Mais regardez, Jacques, pour votre plus grand bonheur ( : pour notre plus grand bonheur, peut–être ?), et pour n’apporter à cette déclaration qu’un seul exemple, mais AVEUGLANT de lumières ! Cette histoire du rêve... du rêve diurne... du songe...
Il y a déjà pas mal de temps, les Autorités littéraires de ce pays, ordonnèrent que ces histoires de rêves, et même de songes (et sans absolument faire de tri, ni distinguer : rêves et songes, à minuscule, ou à majuscule), que ces histoires étaient finies, dépassées, closes ! Et une fois pour toutes !
« Assez de vos rêves ! s’étaient–elles écriées, ces si rigolotes Autorités. Terminé, fini tout ça ! Et une fois pour toutes ! On en a marre de toute cette psychologie, envahissant les pages ! NOUS, nous savons ce que cela veut dire que d’écrire et de vivre, en un mot : de s’engager ! Car c’est nous, les véritables, actuels, modernes Révolutionnaires politico-scripturaux ! Aux camps de (ré)éducation, ici, en France ! ceux qui ne se plient pas au Dictat de notre propre Parole ! »

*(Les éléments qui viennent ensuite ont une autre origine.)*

//! Microphone capture and the shared frame queue.
//!
//! One cpal callback thread produces fixed-size [`AudioFrame`]s; a single
//! consumer (the segmenter while listening, the interruption monitor while a
//! reply plays) takes them in arrival order through [`FrameQueue`].

use crate::config::VoiceConfig;
use crate::error::{VoiceError, VoiceResult};
use cpal::traits::{DeviceTrait, HostTrait, StreamTrait};
use cpal::{SampleRate, Stream, StreamConfig};
use std::sync::Arc;
use std::time::Duration;
use tokio::sync::mpsc::{self, UnboundedReceiver, UnboundedSender};
use tokio::sync::Mutex;
use tracing::{debug, info, warn};

/// One fixed-length block of mono samples, a private copy owned by the queue.
#[derive(Debug, Clone)]
pub struct AudioFrame {
    /// PCM samples, f32 in -1.0..1.0.
    pub samples: Vec<f32>,
    /// Sample rate in Hz.
    pub sample_rate: u32,
}

impl AudioFrame {
    pub fn new(samples: Vec<f32>, sample_rate: u32) -> Self {
        Self {
            samples,
            sample_rate,
        }
    }

    /// Wall-clock duration covered by this frame.
    pub fn duration(&self) -> Duration {
        if self.sample_rate == 0 {
            return Duration::ZERO;
        }
        Duration::from_secs_f64(self.samples.len() as f64 / self.sample_rate as f64)
    }
}

/// Append-only / pop-only frame channel between the capture callback and the
/// orchestration side. The receiver sits behind a mutex so the segmenter and
/// the interruption monitor can share it; the two never run concurrently.
pub struct FrameQueue {
    tx: UnboundedSender<AudioFrame>,
    rx: Mutex<UnboundedReceiver<AudioFrame>>,
}

impl FrameQueue {
    pub fn new() -> Self {
        let (tx, rx) = mpsc::unbounded_channel();
        Self {
            tx,
            rx: Mutex::new(rx),
        }
    }

    /// Append one frame. Called from the capture callback (and from tests).
    pub fn push(&self, frame: AudioFrame) {
        // The queue owns the receiver, so the send only fails on shutdown races.
        let _ = self.tx.send(frame);
    }

    /// Pop the next frame, waiting at most `wait`. `None` means the poll
    /// timed out; callers re-check their cancellation flag and poll again.
    pub async fn recv_timeout(&self, wait: Duration) -> Option<AudioFrame> {
        let mut rx = self.rx.lock().await;
        match tokio::time::timeout(wait, rx.recv()).await {
            Ok(frame) => frame,
            Err(_) => None,
        }
    }

    /// Non-blocking pop used by the interruption monitor.
    pub fn try_recv(&self) -> Option<AudioFrame> {
        let mut rx = self.rx.try_lock().ok()?;
        rx.try_recv().ok()
    }

    /// Discard everything buffered so the next listening episode starts empty.
    pub fn clear(&self) {
        if let Ok(mut rx) = self.rx.try_lock() {
            let mut dropped = 0usize;
            while rx.try_recv().is_ok() {
                dropped += 1;
            }
            if dropped > 0 {
                debug!(dropped, "cleared unconsumed audio frames");
            }
        }
    }
}

impl Default for FrameQueue {
    fn default() -> Self {
        Self::new()
    }
}

/// Continuous microphone acquisition feeding the shared [`FrameQueue`].
///
/// `start()` is idempotent; `stop()` halts the stream and drains buffered
/// frames. Failing to open the device is fatal at startup, while mid-stream
/// callback errors are logged and capture continues best-effort.
pub struct AudioCapture {
    sample_rate: u32,
    channels: u16,
    frame_samples: usize,
    queue: Arc<FrameQueue>,
    stream: Option<Stream>,
}

impl AudioCapture {
    pub fn new(config: &VoiceConfig, queue: Arc<FrameQueue>) -> Self {
        Self {
            sample_rate: config.sample_rate,
            channels: config.channels,
            frame_samples: config.frame_samples,
            queue,
            stream: None,
        }
    }

    /// Open the default input device and begin pushing frames. Returns
    /// immediately if acquisition is already running.
    pub fn start(&mut self) -> VoiceResult<()> {
        if self.stream.is_some() {
            return Ok(());
        }

        let device = cpal::default_host()
            .default_input_device()
            .ok_or_else(|| VoiceError::AudioDevice("no input device available".to_string()))?;
        info!(
            device = %device.name().unwrap_or_else(|_| "unknown".to_string()),
            "🎤 opening input device"
        );
        debug!(config = ?device.default_input_config()?, "device default input config");

        let stream_config = StreamConfig {
            channels: self.channels,
            sample_rate: SampleRate(self.sample_rate),
            buffer_size: cpal::BufferSize::Fixed(self.frame_samples as u32),
        };

        let frame_samples = self.frame_samples;
        let sample_rate = self.sample_rate;
        let queue = Arc::clone(&self.queue);
        let mut pending: Vec<f32> = Vec::with_capacity(frame_samples);

        let stream = device.build_input_stream(
            &stream_config,
            move |data: &[f32], _: &cpal::InputCallbackInfo| {
                // Device callbacks may deliver odd sizes; re-block into exact frames.
                for &sample in data {
                    pending.push(sample);
                    if pending.len() == frame_samples {
                        let samples = std::mem::replace(
                            &mut pending,
                            Vec::with_capacity(frame_samples),
                        );
                        queue.push(AudioFrame::new(samples, sample_rate));
                    }
                }
            },
            move |err| {
                // Log-and-continue policy for mid-stream device errors.
                warn!(error = %err, "audio stream error");
            },
            None,
        )?;
        stream.play()?;

        info!(
            sample_rate = self.sample_rate,
            frame_samples = self.frame_samples,
            "audio capture started"
        );
        self.stream = Some(stream);
        Ok(())
    }

    /// Stop acquisition and discard any frames nobody consumed.
    pub fn stop(&mut self) {
        if self.stream.take().is_some() {
            info!("audio capture stopped");
        }
        self.queue.clear();
    }

    pub fn is_running(&self) -> bool {
        self.stream.is_some()
    }
}

#[cfg(test)]
mod tests {
    use super::*;

    #[test]
    fn frame_duration() {
        let frame = AudioFrame::new(vec![0.0; 512], 16000);
        assert_eq!(frame.duration(), Duration::from_millis(32));
    }

    #[tokio::test]
    async fn queue_preserves_order() {
        let queue = FrameQueue::new();
        queue.push(AudioFrame::new(vec![0.1], 16000));
        queue.push(AudioFrame::new(vec![0.2], 16000));

        let first = queue.recv_timeout(Duration::from_millis(10)).await.unwrap();
        let second = queue.try_recv().unwrap();
        assert!((first.samples[0] - 0.1).abs() < 1e-6);
        assert!((second.samples[0] - 0.2).abs() < 1e-6);
        assert!(queue.try_recv().is_none());
    }

    #[tokio::test]
    async fn recv_timeout_elapses_on_empty_queue() {
        let queue = FrameQueue::new();
        assert!(queue.recv_timeout(Duration::from_millis(5)).await.is_none());
    }

    #[tokio::test]
    async fn clear_discards_buffered_frames() {
        let queue = FrameQueue::new();
        for _ in 0..4 {
            queue.push(AudioFrame::new(vec![0.0; 8], 16000));
        }
        queue.clear();
        assert!(queue.try_recv().is_none());
    }
}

Bon. Ils ne s’exprimèrent (ni ne s’exprimeraient) pas du tout de la sorte, car ce langage-ci ne leur aurait paru ni assez sérieux, ni assez révolutionnaire... Et pourtant... regardez-les maintenant ... à l’heure actuelle... Bon... passons... Ou, comme vous le disiez, Jacques : « ... parlons d’autre chose... ».
Mais, pour chercher d’éclaircissantes racines à tout cela, demeurons y un instant, dans cette « histoire des songes ». Car, vous, Grand Jacques, vous y avez creusé, comme d’habitude, et vous y avez cherché et trouvé, l’indice de la naissance de ce que vous appellerez « le talent ». – Ce qui ressemble un petit peu à ce que d‘autres aujourd’hui, appelleraient le « désir ».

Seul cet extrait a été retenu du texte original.